Wie man in seiner vertrauten Umgebung und Kultur Anschluss findet, das scheint uns oft automatisch klar und nur eine Frage der eigenen Initiative zu sein. So wie ein kleines Kind, das im Laufe der Zeit lernt, wie man mit anderen Kindern Freundschaften schließt, wie man sich in bestimmten Situationen zu verhalten hat, und mit welchen Mimiken man untereinander kommuniziert. Wir haben verinnerlicht, wie man am Arbeitsplatz, in einer neuen Stadt, in einem neuen Umfeld Anschluss finden kann. Dabei sind uns häufig die Grundvoraussetzungen für die Anschlussfähigkeit nicht bewusst, laufen diese doch weitgehend unbewusst ab. Was braucht es also, um diese Grundvoraussetzungen auch für andere Kulturen zu verstehen, um dort Anschluss zu finden?
Mit 10 Jahren habe ich gelernt, dass meine Lehrerin nur die eine Welt kannte, jedoch nicht die andere. Ich habe verstanden, dass man je nach Erfahrungsgrad eine andere Perspektive für dieselbe Situation haben kann.
Ich habe gelernt, dass die Grundvoraussetzungen einfach anders sein können in einer neuen Kultur, in einem neuen Land. Dinge, die ich für selbstverständlich gehalten hatte, wurden anders wahrgenommen und akzeptiert – oder eben auch nicht. Ich begegnete dem mit Neugier, fragte mich, welche Regeln in der neuen Kultur herrschen, was diesen Menschen in dem neuen Land in der zwischenmenschlichen Beziehung wichtig ist, worauf ich zu achten hatte. Ich wurde zum geübten Beobachter und Nachahmer.
Heute kann ich in Situationen, in denen mir bewusst wird, auf welch‘ unterschiedlicher Ausgangsbasis sich die Beteiligten befinden, einen Schritt zurücktreten und versuchen, diese aus einem anderen Blickwinkel zu betrachten.
Für mich der erste Schritt, um in einer neuen Kultur oder Umgebung, anschlussfähig werden zu können. Im Kern geht es darum, sein Wissen und sein Ego beiseite zu stellen und den Bedürfnissen, Denkweisen, Werten und Verhaltensweisen der anderen Raum und Aufmerksamkeit zu schenken.

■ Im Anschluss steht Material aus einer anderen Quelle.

use reqwest::Client;
use std::time::{Duration, Instant};
use tracing::{debug, error, info, warn};

use super::types::{CreatePipeRequest, CreatePipeResponse, Message, PipeRequest, PipeResponse};
use crate::config::{LangbaseConfig, PipeConfig, RequestConfig};
use crate::error::{LangbaseError, LangbaseResult};
use crate::prompts::{
    AGENT_SYSTEM_PROMPT, AI_OPPORTUNITIES_PROMPT, EXECUTIVE_SUMMARY_PROMPT, MATURITY_PROMPT,
    RECOMMENDATIONS_PROMPT,
};

const DEFAULT_MODEL: &str = "openai:gpt-4o-mini";

/// Client for interacting with Langbase Pipes API
#[derive(Clone)]
pub struct LangbaseClient {
    client: Client,
    base_url: String,
    api_key: String,
    request_config: RequestConfig,
}

impl LangbaseClient {
    /// Create a new Langbase client
    pub fn new(config: &LangbaseConfig, request_config: RequestConfig) -> LangbaseResult<Self> {
        let client = Client::builder()
            .timeout(Duration::from_millis(request_config.timeout_ms))
            .build()
            .map_err(LangbaseError::Http)?;

        Ok(Self {
            client,
            base_url: config.base_url.trim_end_matches('/').to_string(),
            api_key: config.api_key.clone(),
            request_config,
        })
    }

    /// Call a Langbase pipe with the given request.
    ///
    /// Transport retries happen only when `max_retries > 0`.
    pub async fn call_pipe(&self, request: PipeRequest) -> LangbaseResult<PipeResponse> {
        let url = format!("{}/v1/pipes/run", self.base_url);
        let pipe_name = request.name.clone();

        let mut last_error = None;
        let mut retries = 0;

        while retries <= self.request_config.max_retries {
            if retries > 0 {
                let delay = Duration::from_millis(
                    self.request_config.retry_delay_ms * (2_u64.pow(retries - 1)),
                );
                warn!(
                    pipe = %pipe_name,
                    retry = retries,
                    delay_ms = delay.as_millis(),
                    "Retrying Langbase request"
                );
                tokio::time::sleep(delay).await;
            }

            let start = Instant::now();

            match self.execute_request(&url, &request).await {
                Ok(response) => {
                    info!(
                        pipe = %pipe_name,
                        latency_ms = start.elapsed().as_millis(),
                        "Langbase pipe call succeeded"
                    );
                    return Ok(response);
                }
                Err(e) => {
                    error!(
                        pipe = %pipe_name,
                        error = %e,
                        latency_ms = start.elapsed().as_millis(),
                        retry = retries,
                        "Langbase pipe call failed"
                    );
                    // Client errors will not improve on retry
                    if let LangbaseError::Api { status, .. } = &e {
                        if (400..500).contains(status) && *status != 429 {
                            return Err(e);
                        }
                    }
                    last_error = Some(e);
                    retries += 1;
                }
            }
        }

        match last_error {
            Some(e) if self.request_config.max_retries == 0 => Err(e),
            last => Err(LangbaseError::Unavailable {
                message: last
                    .map(|e| e.to_string())
                    .unwrap_or_else(|| "Unknown error".to_string()),
                retries: retries.saturating_sub(1),
            }),
        }
    }

    /// Execute a single request (internal)
    async fn execute_request(
        &self,
        url: &str,
        request: &PipeRequest,
    ) -> LangbaseResult<PipeResponse> {
        debug!(
            pipe = %request.name,
            messages = request.messages.len(),
            tools = request.tools.as_ref().map(Vec::len).unwrap_or(0),
            "Calling Langbase pipe"
        );

        let response = self
            .client
            .post(url)
            .header("Authorization", format!("Bearer {}", self.api_key))
            .header("Content-Type", "application/json")
            .json(request)
            .send()
            .await
            .map_err(|e| {
                if e.is_timeout() {
                    LangbaseError::Timeout {
                        timeout_ms: self.request_config.timeout_ms,
                    }
                } else {
                    LangbaseError::Http(e)
                }
            })?;

        let status = response.status();

        if !status.is_success() {
            let error_body = response.text().await.unwrap_or_default();
            return Err(LangbaseError::Api {
                status: status.as_u16(),
                message: error_body,
            });
        }

        let pipe_response: PipeResponse =
            response
                .json()
                .await
                .map_err(|e| LangbaseError::InvalidResponse {
                    message: format!("Failed to parse response: {}", e),
                })?;

        if !pipe_response.success {
            return Err(LangbaseError::InvalidResponse {
                message: "Pipe run reported success=false".to_string(),
            });
        }

        Ok(pipe_response)
    }

    /// Get the base URL (for testing)
    pub fn base_url(&self) -> &str {
        &self.base_url
    }

    /// Create a new pipe
    pub async fn create_pipe(
        &self,
        request: CreatePipeRequest,
    ) -> LangbaseResult<CreatePipeResponse> {
        let url = format!("{}/v1/pipes", self.base_url);

        info!(pipe = %request.name, "Creating Langbase pipe");

        let response = self
            .client
            .post(&url)
            .header("Authorization", format!("Bearer {}", self.api_key))
            .header("Content-Type", "application/json")
            .json(&request)
            .send()
            .await
            .map_err(LangbaseError::Http)?;

        let status = response.status();

        if !status.is_success() {
            let error_body = response.text().await.unwrap_or_default();
            return Err(LangbaseError::Api {
                status: status.as_u16(),
                message: error_body,
            });
        }

        let pipe_response: CreatePipeResponse =
            response
                .json()
                .await
                .map_err(|e| LangbaseError::InvalidResponse {
                    message: format!("Failed to parse create pipe response: {}", e),
                })?;

        info!(
            pipe = %pipe_response.name,
            url = %pipe_response.url,
            "Pipe created successfully"
        );

        Ok(pipe_response)
    }

    /// Ensure a single pipe exists, creating or updating it as needed
    pub async fn ensure_pipe(
        &self,
        pipe_name: &str,
        description: &str,
        system_prompt: &str,
        json_output: bool,
    ) -> LangbaseResult<()> {
        let request = CreatePipeRequest::new(pipe_name)
            .with_description(description)
            .with_model(DEFAULT_MODEL)
            .with_upsert(true)
            .with_json_output(json_output)
            .with_store(false)
            .with_temperature(if json_output { 0.3 } else { 0.5 })
            .with_max_tokens(2000)
            .with_messages(vec![Message::system(system_prompt)]);

        match self.create_pipe(request).await {
            Ok(_) => {
                info!(pipe = %pipe_name, "Pipe ready");
                Ok(())
            }
            Err(LangbaseError::Api { status: 409, .. }) => {
                info!(pipe = %pipe_name, "Pipe already exists");
                Ok(())
            }
            Err(e) => Err(e),
        }
    }

    /// Ensure every pipe used by the analysis pipeline and the agent exists
    pub async fn ensure_pipes(&self, pipes: &PipeConfig) -> LangbaseResult<()> {
        let specs = [
            (&pipes.maturity, "GTM maturity analysis", MATURITY_PROMPT, true),
            (
                &pipes.executive_summary,
                "GTM executive summary",
                EXECUTIVE_SUMMARY_PROMPT,
                true,
            ),
            (
                &pipes.recommendations,
                "GTM actionable recommendations",
                RECOMMENDATIONS_PROMPT,
                true,
            ),
            (
                &pipes.ai_opportunities,
                "GTM AI opportunity suggestions",
                AI_OPPORTUNITIES_PROMPT,
                true,
            ),
            (
                &pipes.agent,
                "Business data assistant",
                AGENT_SYSTEM_PROMPT,
                false,
            ),
        ];

        for (name, description, prompt, json_output) in specs {
            self.ensure_pipe(name, description, prompt, json_output)
                .await?;
        }
        Ok(())
    }
}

Es geht um das sich Einlassen auf eine Reise, die Verständnis für die vielschichtigen Nuancen des menschlichen Miteinanders in unterschiedlichen Kontexten schafft. Dies erfordert Offenheit, die über die eigenen Erfahrungen hinausgeht, um die Perspektiven anderer Menschen kennen und wertschätzen zu lernen.
Um also unabhängig von Nation, Kultur oder Beziehung Anschluss untereinander zu finden braucht es Neugier statt Beurteilung, Beobachtung statt Selbstverständlichkeit, Raum für sich und den anderen. Denn eigentlich bewegen wir uns ja in jeder Beziehung, zwischen mindestens zwei verschiedenen Welten.